[lug] Stopping the New Generation of Spam

Philip Cooper Philip.Cooper at openvest.org
Tue Dec 5 17:27:53 MST 2006


On Tue, Dec 05, 2006 at 03:25:25PM -0700, Daniel Webb wrote:
> On Tue, Dec 05, 2006 at 12:43:17PM -0700, Philip Cooper wrote:
> 
> > CRM114 ....  I was doing better than the geniuses at
> > google (story attacks seem to trip them up occasionally).
> 
> How does it work against the "random story + GIF attachment" spam?
> I got the Debian package for crm114 and looked at the docs on how it
> classifies, and I don't see how it would work on those, since it's
> basically breaking the text of the email into tokenized phrases and
> looking for them in spam vs. non-spam.

Again just reporting my experience...this is no problem.  That being
said I have even wondered why they seem so spammy to my filter.  My
observations are:

1. The random story still trips them up.  It is much like the Story
spams, you know--my father left me this money in <$some-country> when
he <$mode-of-death>.....  Random story, Story spam, word salad all
offer enough word combinations that have no business in a real email
that they are an easy target for a Markov filter.  

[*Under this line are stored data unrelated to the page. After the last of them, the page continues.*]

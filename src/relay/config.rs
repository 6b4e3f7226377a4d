//! Relay configuration

use std::path::PathBuf;
use std::time::Duration;

use url::Url;

use crate::error::{Error, Result};

use super::control::DEFAULT_CODECS;

/// Path of the MSE WebSocket endpoint below the backend base URL
const MSE_WS_PATH: &str = "/live/mse/api/ws";

/// Relay configuration options
#[derive(Debug, Clone)]
pub struct RelayConfig {
    /// Backend base URL (`http://host:port` or `https://host/prefix`)
    pub base_url: Url,

    /// Session cookie sent with the WebSocket upgrade
    pub auth_cookie: Option<String>,

    /// Codecs offered in the negotiation message
    pub codecs: Vec<String>,

    /// WebSocket handshake must complete within this time
    pub connect_timeout: Duration,

    /// First media fragment must arrive within this time after start
    pub first_fragment_timeout: Duration,

    /// Directory for byte sinks
    pub sink_dir: PathBuf,

    /// File extension for byte sinks
    pub sink_extension: String,

    /// Capacity of the per-relay event channel
    pub event_capacity: usize,
}

impl RelayConfig {
    /// Create a config for the given backend
    pub fn new(base_url: Url) -> Self {
        Self {
            base_url,
            auth_cookie: None,
            codecs: DEFAULT_CODECS.iter().map(|c| c.to_string()).collect(),
            connect_timeout: Duration::from_secs(10),
            first_fragment_timeout: Duration::from_secs(15),
            sink_dir: std::env::temp_dir(),
            sink_extension: "mp4".to_string(),
            event_capacity: 64,
        }
    }

    /// Parse the backend base URL and create a config
    pub fn from_base_url(base_url: &str) -> Result<Self> {
        Ok(Self::new(Url::parse(base_url)?))
    }

    /// Set the session cookie
    pub fn auth_cookie(mut self, cookie: impl Into<String>) -> Self {
        self.auth_cookie = Some(cookie.into());
        self
    }

    /// Replace the codec offer
    pub fn codecs<I, S>(mut self, codecs: I) -> Self
    where
        I: IntoIterator<Item = S>,
        S: Into<String>,
    {
        self.codecs = codecs.into_iter().map(Into::into).collect();
        self
    }

    /// Set connect timeout
    pub fn connect_timeout(mut self, timeout: Duration) -> Self {
        self.connect_timeout = timeout;
        self
    }

    /// Set first-fragment timeout
    pub fn first_fragment_timeout(mut self, timeout: Duration) -> Self {
        self.first_fragment_timeout = timeout;
        self
    }

    /// Set the sink directory
    pub fn sink_dir(mut self, dir: impl Into<PathBuf>) -> Self {
        self.sink_dir = dir.into();
        self
    }

    /// Set the sink file extension (without the dot)
    pub fn sink_extension(mut self, ext: impl Into<String>) -> Self {
        self.sink_extension = ext.into().trim_start_matches('.').to_string();
        self
    }

    /// WebSocket URL for a stream name.
    ///
    /// The scheme mirrors the backend: `http` becomes `ws`, `https`
    /// becomes `wss`. A path prefix on the base URL is kept.
    pub fn stream_url(&self, stream_name: &str) -> Result<Url> {
        let scheme = match self.base_url.scheme() {
            "http" | "ws" => "ws",
            "https" | "wss" => "wss",
            other => {
                return Err(Error::InvalidUrl(format!(
                    "unsupported scheme '{other}' in {}",
                    self.base_url
                )))
            }
        };

        let mut url = self.base_url.clone();
        url.set_scheme(scheme)
            .map_err(|_| Error::InvalidUrl(format!("cannot use {scheme} for {}", self.base_url)))?;

        let prefix = self.base_url.path().trim_end_matches('/');
        url.set_path(&format!("{prefix}{MSE_WS_PATH}"));
        url.set_query(None);
        url.set_fragment(None);
        url.query_pairs_mut().append_pair("src", stream_name);

        Ok(url)
    }
}
impl StreamPool {
    /// Create a pool
    pub fn new(config: PoolConfig) -> Self {
        let capacity = clamp_concurrency(config.max_concurrent);

        Self {
            shared: Arc::new(Shared {
                config,
                state: Mutex::new(PoolState {
                    entries: HashMap::new(),
                    capacity,
                    shrink_debt: 0,
                }),
                gate: Arc::new(Semaphore::new(capacity)),
                next_relay_id: AtomicU64::new(1),
                shutdown: CancellationToken::new(),
            }),
        }
    }

    /// Get the pool configuration
    pub fn config(&self) -> &PoolConfig {
        &self.shared.config
    }

    /// Get a handle to the camera's relay, starting one if needed.
    ///
    /// Requests for a camera that already has a relay join it. Otherwise the
    /// call waits for an admission slot; `None` means `cancel` fired (or the
    /// pool closed) before a slot opened.
    pub async fn acquire(
        &self,
        request: CameraStreamRequest,
        cancel: &CancellationToken,
    ) -> Option<RelayHandle> {
        if self.shared.shutdown.is_cancelled() {
            return None;
        }

        {
            let mut state = self.shared.state.lock().await;
            if let Some(handle) = self.shared.join(&mut state, &request.camera) {
                return Some(handle);
            }
        }

        let permit = tokio::select! {
            biased;
            _ = cancel.cancelled() => {
                tracing::debug!(camera = %request.camera, "Acquire cancelled while waiting for admission");
                return None;
            }
            _ = self.shared.shutdown.cancelled() => return None,
            permit = Arc::clone(&self.shared.gate).acquire_owned() => permit.ok()?,
        };

        let mut state = self.shared.state.lock().await;

        // another caller may have created the relay while we waited
        if let Some(handle) = self.shared.join(&mut state, &request.camera) {
            Shared::return_permit(&mut state, permit);
            return Some(handle);
        }

        let relay_id = self.shared.next_relay_id.fetch_add(1, Ordering::Relaxed);
        let relay = LiveRelay::new(request.camera.clone(), self.shared.config.relay.clone());
        let events = relay.subscribe();

        if let Err(e) = relay.start(request.stream_name(), &self.shared.shutdown) {
            tracing::warn!(camera = %request.camera, error = %e, "Failed to start relay");
            Shared::return_permit(&mut state, permit);
            return None;
        }

        self.shared
            .spawn_activity_watcher(request.camera.clone(), relay_id, events);
        state.entries.insert(
            request.camera.clone(),
            RelayState::new(Arc::clone(&relay), relay_id, permit),
        );

        tracing::info!(
            camera = %request.camera,
            stream = %request.stream_name(),
            relay_id = relay_id,
            relays = state.entries.len(),
            "Relay created"
        );

        Some(RelayHandle::new(
            request.camera,
            relay,
            relay_id,
            Arc::downgrade(&self.shared),
        ))
    }

    /// Release a handle; same as [`RelayHandle::release`]
    pub async fn release(&self, handle: RelayHandle) {
        handle.release().await;
    }

    /// Stop every relay and clear the pool.
    ///
    /// Outstanding handles become stale; their release is a no-op.
    pub async fn stop_all(&self) {
        self.shared.stop_all().await;
    }

    /// Stop every relay and refuse further acquires
    pub async fn close(&self) {
        self.shared.shutdown.cancel();
        self.shared.stop_all().await;
    }

    /// Change the concurrency budget (clamped to `[1, 20]`).
    ///
    /// Running relays above a lowered budget keep running; their slots are
    /// withdrawn as they are disposed.
    pub async fn set_max_concurrent(&self, max: usize) {
        let max = clamp_concurrency(max);
        let mut state = self.shared.state.lock().await;
        let old = state.capacity;

        if max > old {
            let mut grow = max - old;
            let repaid = grow.min(state.shrink_debt);
            state.shrink_debt -= repaid;
            grow -= repaid;
            self.shared.gate.add_permits(grow);
        } else if max < old {
            let shrink = old - max;
            let forgotten = self.shared.gate.forget_permits(shrink);
            state.shrink_debt += shrink - forgotten;
        }
        state.capacity = max;

        tracing::info!(
            from = old,
            to = max,
            shrink_debt = state.shrink_debt,
            "Concurrency budget changed"
        );
    }

    /// Current concurrency budget
    pub async fn max_concurrent(&self) -> usize {
        self.shared.state.lock().await.capacity
    }

    /// Pool-wide counters
    pub async fn stats(&self) -> PoolStats {
        let state = self.shared.state.lock().await;

        PoolStats {
            relays: state.entries.len(),
            capacity: state.capacity,
            available_permits: self.shared.gate.available_permits(),
            shrink_debt: state.shrink_debt,
        }
    }

    /// Number of tracked relays
    pub async fn relay_count(&self) -> usize {
        self.shared.state.lock().await.entries.len()
    }

    /// Whether the camera has a tracked relay
    pub async fn contains(&self, camera: &str) -> bool {
        self.shared.state.lock().await.entries.contains_key(camera)
    }

    /// Snapshot of the camera's relay state
    pub async fn relay_info(&self, camera: &str) -> Option<RelayInfo> {
        let state = self.shared.state.lock().await;
        state.entries.get(camera).map(RelayState::info)
    }
}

2. The preferred delivery is via gif and that token might be enough to
tip the scales.  That the the yahoo.co.uk from line and who knows what
else.

The one that concerns me is when they eliminate all of the words from
the email and just send the image.  But what legitimate email is just
a gif?  Those embarrassing x-mas party photos sent around would
probably be jpegs. And anyone sending just a jpeg is probably in you
whitelist explicitly or nominally in your nonspam database because you
trained in one of their emails.  

Anyway, so far so good.  OCR is another one of those arms race
things. It works. Then they put in random dots and such and it stops
working.  Then you google and lug around for the better ocr etc etc
etc.  They could get their images past OCR right now but they are
better off waiting for everyone to build the wall, then they knock it
down.  Gumption trap for sysadmin types IMHO. 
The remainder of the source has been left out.